Когда в детстве его свалила с ног лихорадка, священник из Орлувина предпринял попытку вылечить болезнь. Все, что запомнилось Аткасу с того времени, — это острая, яростная боль во всем теле. К сожалению, к старости волшебная Сила почти оставила Тасина, и исцеление не удалось. Лихорадка спустя неделю отступила сама. Скорее всего, если бы за лечение взялся Рапен, исход был бы иным.
Ладонь священника на секунду соприкоснулась с тряпичным верхом факела — и огонь перекинулся туда. Рапен неторопливо передал факел Сегрику. Казалось, глава отряда даже не заметил манипуляций священника, просто небрежно схватил факел и резко взмахнул им.
— Вы отказываетесь выдать нам, рыцарям Ордена Красного Клинка, — во всеуслышанье объявил он, — на наш праведный и справедливый суд преступниц! Мало того, что они осквернили заветы Талуса. Само их существование оскорбляет всех богов! Опомнитесь, люди! Кого вы покрываете? Богомерзких женщин, цель которых — опутать зловонием и мраком весь мир! Я не прошу — я требую: укажите, где они расположились, и ваша деревня не пострадает! А иначе...
Сегрик, бряцая доспехами, подошел к забору ближайшего дома, нарядного, с резными ставнями и деревянным петушком-флюгером на крыше. И слегка наклонил факел.
Пламя свободно потекло по забору, с легким потрескиванием съедая дерево. Сегрик протянул руку в сторону огня, слегка согнул пальцы, — и пламя затухло, оставив после себя безобразное черное пятно. Аткас впервые увидал столь явно волшебство и замер в предвкушении еще больших чудес. Каким образом рыцарю удалось потушить пламя? Неужели сам Сегрик — маг?
— Опомнитесь! — воззвал тем временем глава отряда к молчащей деревне. — Стоят ли эти женщины ваших домов? Ваших детей, жен?... Или нет?
Где-то неподалеку хлопнула дверь, раздались бранящиеся голоса, и на площадь наполовину вышла, наполовину выбежала женщина в простом сером платье.
Аткасу она сразу не понравилась. Во-первых, она была не просто большой, она была огромной. Полные бедра колыхались, пока она шла к Сегрику, безошибочно угадав в нем старшего. В маленьких бесцветных глазках горела злоба.
— Господин? Вы здесь главный? — спросила она высоким, на удивление красивым голосом, вытирая руки о чистенький передник.
Сегрик посмотрел на нее, прищурившись:
— Да, сударыня. А вы, видать, решили спасти деревню?

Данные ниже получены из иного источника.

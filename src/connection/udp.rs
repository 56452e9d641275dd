// UDP transport towards the AbletonOSC listener

use crate::connection::transport::{Transport, TransportError, encode};
use crate::messaging::command::LiveCommand;
use log::trace;
use std::net::{SocketAddr, ToSocketAddrs, UdpSocket};

/// Owns the single outbound socket used for one run
#[derive(Debug)]
pub struct UdpTransport {
    socket: UdpSocket,
    destination: SocketAddr,
}

impl UdpTransport {
    /// Bind an ephemeral local socket and resolve the destination
    pub fn connect(host: &str, port: u16) -> Result<Self, TransportError> {
        let destination = (host, port).to_socket_addrs()?.next().ok_or_else(|| {
            TransportError::Rejected(format!("could not resolve {}:{}", host, port))
        })?;
        let bind_addr: SocketAddr = if destination.is_ipv4() {
            ([0u8; 4], 0).into()
        } else {
            ([0u16; 8], 0).into()
        };
        let socket = UdpSocket::bind(bind_addr)?;
        Ok(Self {
            socket,
            destination,
        })
    }

    pub fn destination(&self) -> SocketAddr {
        self.destination
    }
}

impl Transport for UdpTransport {
    fn send(&mut self, command: &LiveCommand) -> Result<(), TransportError> {
        let bytes = encode(command)?;
        let sent = self.socket.send_to(&bytes, self.destination)?;
        trace!("Sent {} bytes to {}: {}", sent, self.destination, command);
        Ok(())
    }
}
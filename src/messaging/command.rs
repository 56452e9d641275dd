// Command vocabulary understood by the AbletonOSC remote script
// Each command knows its OSC address and the exact argument order the host expects

use std::fmt;

/// Name given to a track when nudging it into existence
pub const GENERATED_TRACK_NAME: &str = "Generated Chords";

/// Number of beats in one bar
pub const BEATS_PER_BAR: f64 = 4.0;

/// A single typed OSC argument
#[derive(Debug, Clone, PartialEq)]
pub enum OscArg {
    Int(i64),
    Float(f64),
    Str(String),
}

impl fmt::Display for OscArg {
    fn fmt(&self, f: &mut fmt::Formatter<'_>) -> fmt::Result {
        match self {
            OscArg::Int(v) => write!(f, "{}", v),
            OscArg::Float(v) => write!(f, "{:?}", v),
            OscArg::Str(v) => write!(f, "{:?}", v),
        }
    }
}

/// Commands sent to the destination host
///
/// Track and slot indices are kept as plain `u32`. Integer arguments are
/// widened to `i64` here and narrowed to OSC int32 by the transport, which
/// reports anything that does not fit.
#[derive(Debug, Clone, PartialEq)]
pub enum LiveCommand {
    SetTrackName {
        track: u32,
        name: String,
    },
    DeleteClip {
        track: u32,
        slot: u32,
    },
    CreateClip {
        track: u32,
        slot: u32,
        length_bars: u32,
    },
    SetTempo {
        bpm: f64,
    },
    AddNote {
        track: u32,
        slot: u32,
        pitch: i64,
        start_time: f64,
        duration: f64,
        velocity: i64,
        mute: bool,
    },
    SetLoopStart {
        track: u32,
        slot: u32,
        beats: f64,
    },
    SetLoopEnd {
        track: u32,
        slot: u32,
        beats: f64,
    },
    SetLooping {
        track: u32,
        slot: u32,
        enabled: bool,
    },
}

impl LiveCommand {
    /// OSC address pattern of this command
    pub fn address(&self) -> String {
        match self {
            LiveCommand::SetTrackName { track, .. } => format!("/live/track/{}/set/name", track),
            LiveCommand::DeleteClip { .. } => "/live/clip_slot/delete_clip".to_string(),
            LiveCommand::CreateClip { .. } => "/live/clip_slot/create_clip".to_string(),
            LiveCommand::SetTempo { .. } => "/live/song/set/tempo".to_string(),
            LiveCommand::AddNote { .. } => "/live/clip/add/notes".to_string(),
            LiveCommand::SetLoopStart { .. } => "/live/clip/set/loop_start".to_string(),
            LiveCommand::SetLoopEnd { .. } => "/live/clip/set/loop_end".to_string(),
            LiveCommand::SetLooping { .. } => "/live/clip/set/looping".to_string(),
        }
    }

    /// Arguments in the order the host expects them
    pub fn args(&self) -> Vec<OscArg> {
        match self {
            LiveCommand::SetTrackName { name, .. } => vec![OscArg::Str(name.clone())],
            LiveCommand::DeleteClip { track, slot } => {
                vec![OscArg::Int(*track as i64), OscArg::Int(*slot as i64)]
            }
            LiveCommand::CreateClip {
                track,
                slot,
                length_bars,
            } => vec![
                OscArg::Int(*track as i64),
                OscArg::Int(*slot as i64),
                OscArg::Int(*length_bars as i64),
            ],
            LiveCommand::SetTempo { bpm } => vec![OscArg::Float(*bpm)],
            LiveCommand::AddNote {
                track,
                slot,
                pitch,
                start_time,
                duration,
                velocity,
                mute,
            } => vec![
                OscArg::Int(*track as i64),
                OscArg::Int(*slot as i64),
                OscArg::Int(*pitch),
                OscArg::Float(*start_time),
                OscArg::Float(*duration),
                OscArg::Int(*velocity),
                OscArg::Int(*mute as i64),
            ],
            LiveCommand::SetLoopStart { track, slot, beats }
            | LiveCommand::SetLoopEnd { track, slot, beats } => vec![
                OscArg::Int(*track as i64),
                OscArg::Int(*slot as i64),
                OscArg::Float(*beats),
            ],
            LiveCommand::SetLooping {
                track,
                slot,
                enabled,
            } => vec![
                OscArg::Int(*track as i64),
                OscArg::Int(*slot as i64),
                OscArg::Int(*enabled as i64),
            ],
        }
    }

    /// Loop end in beats for a clip of the given length
    pub fn loop_end_for(length_bars: u32) -> f64 {
        length_bars as f64 * BEATS_PER_BAR
    }
}

impl fmt::Display for LiveCommand {
    fn fmt(&self, f: &mut fmt::Formatter<'_>) -> fmt::Result {
        write!(f, "{}", self.address())?;
        for arg in self.args() {
            write!(f, " {}", arg)?;
        }
        Ok(())
    }
}
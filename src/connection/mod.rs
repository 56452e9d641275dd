// Outbound connection to the destination host

pub mod recording;
pub mod transport;
pub mod udp;

pub use recording::RecordingTransport;
pub use transport::{Transport, TransportError};
pub use udp::UdpTransport;
//! Rule-set configuration loaded from YAML or JSON.

use serde::{Deserialize, Serialize};
use std::fs;
use std::path::Path;
use thiserror::Error;

/// Errors that can occur when loading a rule set.
#[derive(Error, Debug)]
pub enum ConfigError {
    #[error("Failed to read rule set file: {0}")]
    IoError(#[from] std::io::Error),

    #[error("Failed to parse YAML: {0}")]
    YamlError(#[from] serde_yaml::Error),

    #[error("Failed to parse JSON: {0}")]
    JsonError(#[from] serde_json::Error),

    #[error("Rule set validation failed: {0}")]
    ValidationError(String),

    #[error("Missing required field: {0}")]
    MissingField(String),
}

/// One rule entry, tagged by `kind`.
#[derive(Debug, Clone, Serialize, Deserialize, PartialEq)]
#[serde(tag = "kind", rename_all = "snake_case")]
pub enum RuleSpec {
    /// The field must be present
    NotNull { field: String },

    /// The field must have at least `min` characters
    MinLength {
        field: String,
        min: usize,
        #[serde(default = "default_trim")]
        trim: bool,
    },

    /// The field must match `pattern`
    Pattern {
        field: String,
        pattern: String,
        #[serde(default)]
        code: Option<String>,
    },

    /// The field must look like an email address
    Email { field: String },
}

fn default_trim() -> bool {
    true
}

impl RuleSpec {
    /// Name of the registration field this rule reads.
    pub fn field(&self) -> &str {
        match self {
            RuleSpec::NotNull { field }
            | RuleSpec::MinLength { field, .. }
            | RuleSpec::Pattern { field, .. }
            | RuleSpec::Email { field } => field,
        }
    }
}

/// An ordered list of rules to assemble into a pipeline.
#[derive(Debug, Clone, Serialize, Deserialize, PartialEq)]
pub struct RuleSetConfig {
    #[serde(default)]
    pub rules: Vec<RuleSpec>,
}

impl Default for RuleSetConfig {
    /// Email and password required, password at least 8 characters.
    fn default() -> Self {
        Self {
            rules: vec![
                RuleSpec::NotNull {
                    field: "email".to_string(),
                },
                RuleSpec::NotNull {
                    field: "password".to_string(),
                },
                RuleSpec::MinLength {
                    field: "password".to_string(),
                    min: 8,
                    trim: true,
                },
            ],
        }
    }
}

impl RuleSetConfig {
    /// Parse a rule set from YAML string.
    pub fn from_yaml(yaml: &str) -> Result<Self, ConfigError> {
        let config: RuleSetConfig = serde_yaml::from_str(yaml)?;
        config.validate()?;
        Ok(config)
    }

    /// Parse a rule set from JSON string.
    pub fn from_json(json: &str) -> Result<Self, ConfigError> {
        let config: RuleSetConfig = serde_json::from_str(json)?;
        config.validate()?;
        Ok(config)
    }

    /// Load a rule set, picking the format from the file extension.
    ///
    /// `.json` is parsed as JSON; anything else as YAML.
    pub fn from_file(path: impl AsRef<Path>) -> Result<Self, ConfigError> {
        let path = path.as_ref();
        let contents = fs::read_to_string(path)?;

        if is_json(path) {
            Self::from_json(&contents)
        } else {
            Self::from_yaml(&contents)
        }
    }

    fn validate(&self) -> Result<(), ConfigError> {
        for (index, rule) in self.rules.iter().enumerate() {
            if rule.field().trim().is_empty() {
                return Err(ConfigError::MissingField(format!("rules[{}].field", index)));
            }

            if let RuleSpec::Pattern { pattern, .. } = rule {
                if pattern.is_empty() {
                    return Err(ConfigError::ValidationError(format!(
                        "rules[{}].pattern must not be empty",
                        index
                    )));
                }
            }
        }

        Ok(())
    }
}

pub(crate) fn is_json(path: &Path) -> bool {
    path.extension()
        .and_then(|ext| ext.to_str())
        .is_some_and(|ext| ext.eq_ignore_ascii_case("json"))
}

#[cfg(test)]
mod tests {
    use super::*;
    use std::io::Write;

    const RULES_YAML: &str = r#"
rules:
  - kind: not_null
    field: email
  - kind: min_length
    field: password
    min: 12
  - kind: min_length
    field: password
    min: 4
    trim: false
  - kind: pattern
    field: email
    pattern: "^[^@]+@[^@]+$"
    code: EMAIL
"#;

    #[test]
    fn test_parse_yaml_rule_set() {
        let config = RuleSetConfig::from_yaml(RULES_YAML).unwrap();

        assert_eq!(config.rules.len(), 4);
        assert_eq!(
            config.rules[1],
            RuleSpec::MinLength {
                field: "password".to_string(),
                min: 12,
                trim: true,
            }
        );
        assert!(matches!(config.rules[2], RuleSpec::MinLength { trim: false, .. }));
        assert!(matches!(
            &config.rules[3],
            RuleSpec::Pattern { code: Some(code), .. } if code == "EMAIL"
        ));
    }

    #[test]
    fn test_parse_json_rule_set() {
        let json = r#"{"rules": [{"kind": "email", "field": "email"}]}"#;
        let config = RuleSetConfig::from_json(json).unwrap();

        assert_eq!(
            config.rules,
            vec![RuleSpec::Email {
                field: "email".to_string()
            }]
        );
    }

    #[test]
    fn test_empty_rule_set_is_allowed() {
        let config = RuleSetConfig::from_yaml("rules: []").unwrap();
        assert!(config.rules.is_empty());
    }

    #[test]
    fn test_blank_field_rejected() {
        let yaml = r#"
rules:
  - kind: not_null
    field: "  "
"#;
        assert!(matches!(
            RuleSetConfig::from_yaml(yaml),
            Err(ConfigError::MissingField(_))
        ));
    }

    #[test]
    fn test_empty_pattern_rejected() {
        let yaml = r#"
rules:
  - kind: pattern
    field: email
    pattern: ""
"#;
        assert!(matches!(
            RuleSetConfig::from_yaml(yaml),
            Err(ConfigError::ValidationError(_))
        ));
    }

    #[test]
    fn test_unknown_kind_rejected() {
        let yaml = r#"
rules:
  - kind: max_length
    field: email
"#;
        assert!(matches!(
            RuleSetConfig::from_yaml(yaml),
            Err(ConfigError::YamlError(_))
        ));
    }

    #[test]
    fn test_from_file_picks_format_by_extension() {
        let mut json = tempfile::Builder::new().suffix(".json").tempfile().unwrap();
        write!(json, r#"{{"rules": [{{"kind": "not_null", "field": "email"}}]}}"#).unwrap();
        let config = RuleSetConfig::from_file(json.path()).unwrap();
        assert_eq!(config.rules.len(), 1);

        let mut yaml = tempfile::Builder::new().suffix(".yaml").tempfile().unwrap();
        write!(yaml, "{}", RULES_YAML).unwrap();
        let config = RuleSetConfig::from_file(yaml.path()).unwrap();
        assert_eq!(config.rules.len(), 4);
    }

    #[test]
    fn test_missing_file() {
        assert!(matches!(
            RuleSetConfig::from_file("/nonexistent/rules.yaml"),
            Err(ConfigError::IoError(_))
        ));
    }

    #[test]
    fn test_default_rule_set() {
        let config = RuleSetConfig::default();
        let fields: Vec<&str> = config.rules.iter().map(RuleSpec::field).collect();
        assert_eq!(fields, vec!["email", "password", "password"]);
    }
}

Слова рекой полились из пухлого красного рта:
— Да, господин, это к чему же, чтобы все наши из-за них пострадали, правильно я говорю? Пусть уж лучше их накажут, что непотребным делом занимались, чем вы всю деревню сожжете. А у меня вон дети малые, им тоже жить охота, да, видно, благородным господам все равно, дети, не дети, всех убить готовы, так то же ради преступниц, я правильно говорю? Преступниц не жалеть, их наказывать надо... И хотя, господин, мне невдомек, чем они так сильно провинились, я скажу, потому как вы на бандитов не похожи, а, как есть, благородные господа, то есть невинных не осудите...
— Короче, — прервал ее Сегрик, поморщившись. Он воткнул факел в ближайший сугроб, дождался, пока тот не погаснет, и передал Грего, а тот уж осторожно убрал его обратно в сумку, предварительно обернув верх тряпицей, дабы все внутри не измазать копотью.

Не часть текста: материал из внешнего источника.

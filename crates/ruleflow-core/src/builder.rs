//! Fluent accumulation of rules into a frozen [`Pipeline`].

use std::sync::Arc;

use crate::error::BuildError;
use crate::pipeline::Pipeline;
use crate::rule::Rule;

/// A shared, type-erased rule as stored by builders and pipelines.
pub type SharedRule<C> = Arc<dyn Rule<C>>;

/// Mutable accumulator of rules.
///
/// [`build`](Self::build) snapshots the rules collected so far; the builder
/// stays usable and later additions never reach pipelines already built.
/// Not meant to be shared between threads while being filled.
pub struct PipelineBuilder<C: ?Sized + Sync> {
    rules: Vec<SharedRule<C>>,
}

impl<C: ?Sized + Sync> PipelineBuilder<C> {
    /// Create an empty builder.
    pub fn new() -> Self {
        Self { rules: Vec::new() }
    }

    /// Append one rule.
    pub fn add_rule<R>(&mut self, rule: R) -> &mut Self
    where
        R: Rule<C> + 'static,
    {
        self.rules.push(Arc::new(rule));
        self
    }

    /// Append every rule from `rules`, in iteration order.
    pub fn add_rules<I>(&mut self, rules: I) -> &mut Self
    where
        I: IntoIterator<Item = SharedRule<C>>,
    {
        self.rules.extend(rules);
        self
    }

    /// Append a rule that may be absent, e.g. one resolved by name at runtime.
    ///
    /// # Errors
    /// [`BuildError::MissingRule`] if `rule` is `None`.
    pub fn try_add_rule(&mut self, rule: Option<SharedRule<C>>) -> Result<&mut Self, BuildError> {
        let rule = rule.ok_or(BuildError::MissingRule)?;
        self.rules.push(rule);
        Ok(self)
    }

    /// Append a rule set that may itself be absent or contain absent rules.
    ///
    /// The scan is fail-fast, not transactional: rules preceding the first
    /// absent element stay appended when the error is returned.
    ///
    /// # Errors
    /// - [`BuildError::MissingRuleSet`] if `rules` is `None`
    /// - [`BuildError::MissingRuleInSet`] at the first `None` element
    pub fn try_add_rules<I>(&mut self, rules: Option<I>) -> Result<&mut Self, BuildError>
    where
        I: IntoIterator<Item = Option<SharedRule<C>>>,
    {
        let rules = rules.ok_or(BuildError::MissingRuleSet)?;

        for (index, rule) in rules.into_iter().enumerate() {
            match rule {
                Some(rule) => self.rules.push(rule),
                None => {
                    tracing::debug!(index, "Rejected rule set with absent element");
                    return Err(BuildError::MissingRuleInSet { index });
                }
            }
        }

        Ok(self)
    }

    /// Number of rules accumulated so far.
    pub fn len(&self) -> usize {
        self.rules.len()
    }

    pub fn is_empty(&self) -> bool {
        self.rules.is_empty()
    }

    /// Freeze the rules accumulated so far into a new pipeline.
    pub fn build(&self) -> Pipeline<C> {
        tracing::debug!(rules = self.rules.len(), "Building pipeline");
        Pipeline::from_rules(self.rules.clone())
    }
}

impl<C: ?Sized + Sync> Default for PipelineBuilder<C> {
    fn default() -> Self {
        Self::new()
    }
}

— Можно и короче, господин. Вон в том доме они и приютились, — женщина с содроганием глянула на черную дыру в сугробе, а потом указала рукой на один из домов, окнами выходящий на площадь, — верно вам говорю, прямо рядом с Тарукой. Я ей давеча говорю, как, мол, такое соседство тебе? А она мне в ответ, что...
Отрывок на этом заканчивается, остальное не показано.